# RECORDS PROVIDED:
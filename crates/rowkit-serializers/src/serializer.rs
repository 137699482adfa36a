//! Typed serializer variants and serializer instances

use crate::attributes::Attributes;
use crate::definition::{RenderStrategy, SerializerDefinition};
use crate::error::{InvalidSerializer, Result};
use crate::method_field::MethodFieldRegistry;
use crate::rendered::RenderedMapping;
use crate::resolver::ResolutionChain;
use crate::source::AttributeSource;
use serde_json::Value;
use std::borrow::Cow;

static NO_ATTRIBUTES: Attributes = Attributes::new();

/// A serializer variant known at compile time.
///
/// A variant declares which attributes to extract from its `Object` and may
/// compute some of them itself through method fields. Attributes without a
/// method field are read from the object's own accessors. A variant that
/// declares no attributes renders empty mappings; nothing is inherited.
///
/// # Examples
///
/// ```
/// use rowkit_serializers::{Attributes, MethodFieldRegistry, Serializer};
/// use serde_json::{json, Value};
///
/// struct ItemSerializer;
///
/// impl Serializer for ItemSerializer {
///     type Object = Value;
///
///     fn attributes() -> Attributes {
///         Attributes::from_static(&["id", "computed"])
///     }
///
///     fn method_fields(fields: &mut MethodFieldRegistry<Value>) {
///         fields.register_fn("computed", |item| json!(format!("computed - {}", item["id"])));
///     }
/// }
///
/// let definition = ItemSerializer::definition();
/// let item = json!({"id": 12});
/// let rendered = definition.bind(&item).render().unwrap();
/// assert_eq!(serde_json::to_string(&rendered).unwrap(), r#"{"id":12,"computed":"computed - 12"}"#);
/// ```
pub trait Serializer {
	/// The source object type this variant serializes
	type Object: AttributeSource + ?Sized;

	/// The ordered attribute names this variant extracts
	fn attributes() -> Attributes {
		Attributes::new()
	}

	/// Register attributes this variant computes instead of reading them
	/// from the object
	fn method_fields(_fields: &mut MethodFieldRegistry<Self::Object>) {}

	/// Render one bound instance.
	///
	/// The default resolves each declared attribute in order.
	fn render(serializer: &BoundSerializer<'_, Self::Object>) -> Result<RenderedMapping> {
		serializer.render_attributes()
	}

	/// Name used in diagnostics
	fn name() -> Cow<'static, str> {
		Cow::Borrowed(std::any::type_name::<Self>())
	}

	/// Build the runtime definition for this variant
	fn definition() -> SerializerDefinition<Self::Object>
	where
		Self: Sized + 'static,
		Self::Object: 'static,
	{
		let mut fields = MethodFieldRegistry::new();
		Self::method_fields(&mut fields);
		SerializerDefinition::new(Self::name())
			.with_attribute_list(Self::attributes())
			.with_method_fields(fields)
			.render_with(Self::render)
	}
}

/// A serializer instance wrapping exactly one object.
///
/// Instances are cheap and short-lived: one is created per object, renders
/// it, and is dropped.
#[derive(Debug)]
pub struct BoundSerializer<'a, T: ?Sized> {
	definition: &'a SerializerDefinition<T>,
	object: &'a T,
}

impl<T: ?Sized> Clone for BoundSerializer<'_, T> {
	fn clone(&self) -> Self {
		*self
	}
}

impl<T: ?Sized> Copy for BoundSerializer<'_, T> {}

impl<'a, T: AttributeSource + ?Sized> BoundSerializer<'a, T> {
	pub fn new(definition: &'a SerializerDefinition<T>, object: &'a T) -> Self {
		Self { definition, object }
	}

	/// The wrapped object
	pub fn object(&self) -> &'a T {
		self.object
	}

	pub fn definition(&self) -> &'a SerializerDefinition<T> {
		self.definition
	}

	/// The declared attributes (empty when the definition declares none)
	pub fn attributes(&self) -> &'a Attributes {
		self.definition.attributes().unwrap_or(&NO_ATTRIBUTES)
	}

	/// Render the wrapped object using the definition's render strategy
	pub fn render(&self) -> Result<RenderedMapping> {
		match self.definition.render_strategy() {
			Some(RenderStrategy::Attributes) => self.render_attributes(),
			Some(RenderStrategy::Custom(render)) => (**render)(self),
			None => Err(InvalidSerializer::MissingRender.into()),
		}
	}

	/// Resolve every declared attribute, in declaration order.
	///
	/// Each name is looked up in the serializer's method fields first and
	/// the object's accessors second. The first name neither knows aborts
	/// the render with [`SerializerError::UnknownAttribute`](crate::SerializerError::UnknownAttribute).
	pub fn render_attributes(&self) -> Result<RenderedMapping> {
		let attributes = self.attributes();
		tracing::trace!(
			serializer = self.definition.name(),
			attributes = attributes.len(),
			"rendering object"
		);

		let chain = ResolutionChain::new(self.definition.method_fields());
		let mut rendered = RenderedMapping::new();
		for name in attributes {
			let value = chain.resolve_value(self.object, name)?;
			rendered.insert(name, value);
		}
		Ok(rendered)
	}

	/// Resolve a single attribute, declared or not
	pub fn resolve(&self, name: &str) -> Result<Value> {
		ResolutionChain::new(self.definition.method_fields()).resolve_value(self.object, name)
	}
}

#[cfg(test)]
mod tests {
	use super::*;
	use crate::error::SerializerError;
	use rstest::{fixture, rstest};
	use serde_json::json;

	struct ItemSerializer;

	impl Serializer for ItemSerializer {
		type Object = Value;

		fn attributes() -> Attributes {
			Attributes::from_static(&["id", "computed"])
		}

		fn method_fields(fields: &mut MethodFieldRegistry<Value>) {
			fields.register_fn("computed", |item| {
				json!(format!("computed by serializer - {}", item["id"]))
			});
		}
	}

	struct BareSerializer;

	impl Serializer for BareSerializer {
		type Object = Value;
	}

	struct UpperSerializer;

	impl Serializer for UpperSerializer {
		type Object = Value;

		fn attributes() -> Attributes {
			Attributes::from_static(&["name"])
		}

		fn render(serializer: &BoundSerializer<'_, Value>) -> Result<RenderedMapping> {
			let mut rendered = serializer.render_attributes()?;
			let upper = rendered
				.get("name")
				.and_then(Value::as_str)
				.unwrap_or_default()
				.to_uppercase();
			rendered.insert("name", json!(upper));
			Ok(rendered)
		}
	}

	#[fixture]
	fn item() -> Value {
		json!({"id": 1, "computed": "'computed' defined in item"})
	}

	#[rstest]
	fn test_prefers_serializer_implementation(item: Value) {
		let definition = ItemSerializer::definition();
		let values = definition.bind(&item).render().unwrap();
		assert_eq!(values["computed"], json!("computed by serializer - 1"));
	}

	#[rstest]
	fn test_uses_object_when_serializer_does_not_define(item: Value) {
		let definition = ItemSerializer::definition();
		let values = definition.bind(&item).render().unwrap();
		assert_eq!(values["id"], json!(1));
	}

	#[rstest]
	fn test_render_follows_declaration_order(item: Value) {
		let definition = ItemSerializer::definition();
		let values = definition.bind(&item).render().unwrap();
		assert_eq!(values.keys().collect::<Vec<_>>(), vec!["id", "computed"]);
	}

	#[test]
	fn test_missing_attribute_fails() {
		let definition = ItemSerializer::definition();
		let item = json!({"computed": 0});
		let error = definition.bind(&item).render().unwrap_err();
		assert_eq!(error, SerializerError::unknown_attribute("id"));
	}

	#[test]
	fn test_variant_without_declaration_has_no_attributes() {
		assert!(BareSerializer::attributes().is_empty());

		let definition = BareSerializer::definition();
		assert!(definition.validate().is_ok());
		let rendered = definition.bind(&json!({"id": 1})).render().unwrap();
		assert!(rendered.is_empty());
	}

	#[test]
	fn test_custom_render_override() {
		let definition = UpperSerializer::definition();
		let rendered = definition.bind(&json!({"name": "ada"})).render().unwrap();
		assert_eq!(rendered["name"], json!("ADA"));
	}

	#[rstest]
	fn test_resolve_single_attribute(item: Value) {
		let definition = ItemSerializer::definition();
		let serializer = definition.bind(&item);
		assert_eq!(serializer.resolve("id").unwrap(), json!(1));
		assert!(serializer.resolve("nope").is_err());
		assert_eq!(serializer.object(), &item);
	}

	#[test]
	fn test_definition_name_defaults_to_type_name() {
		assert!(ItemSerializer::definition().name().ends_with("ItemSerializer"));
	}

	#[test]
	fn test_render_without_strategy_fails() {
		let definition = SerializerDefinition::<Value>::new("incomplete").with_attributes(["id"]);
		let error = definition.bind(&json!({"id": 1})).render().unwrap_err();
		assert_eq!(
			error,
			SerializerError::InvalidSerializer(InvalidSerializer::MissingRender)
		);
	}
}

# REQUIRED WORK:
Using the listing above, count the lines that contain the word "AttributeSource" and state only that number.

# WRITTEN ANSWER:
3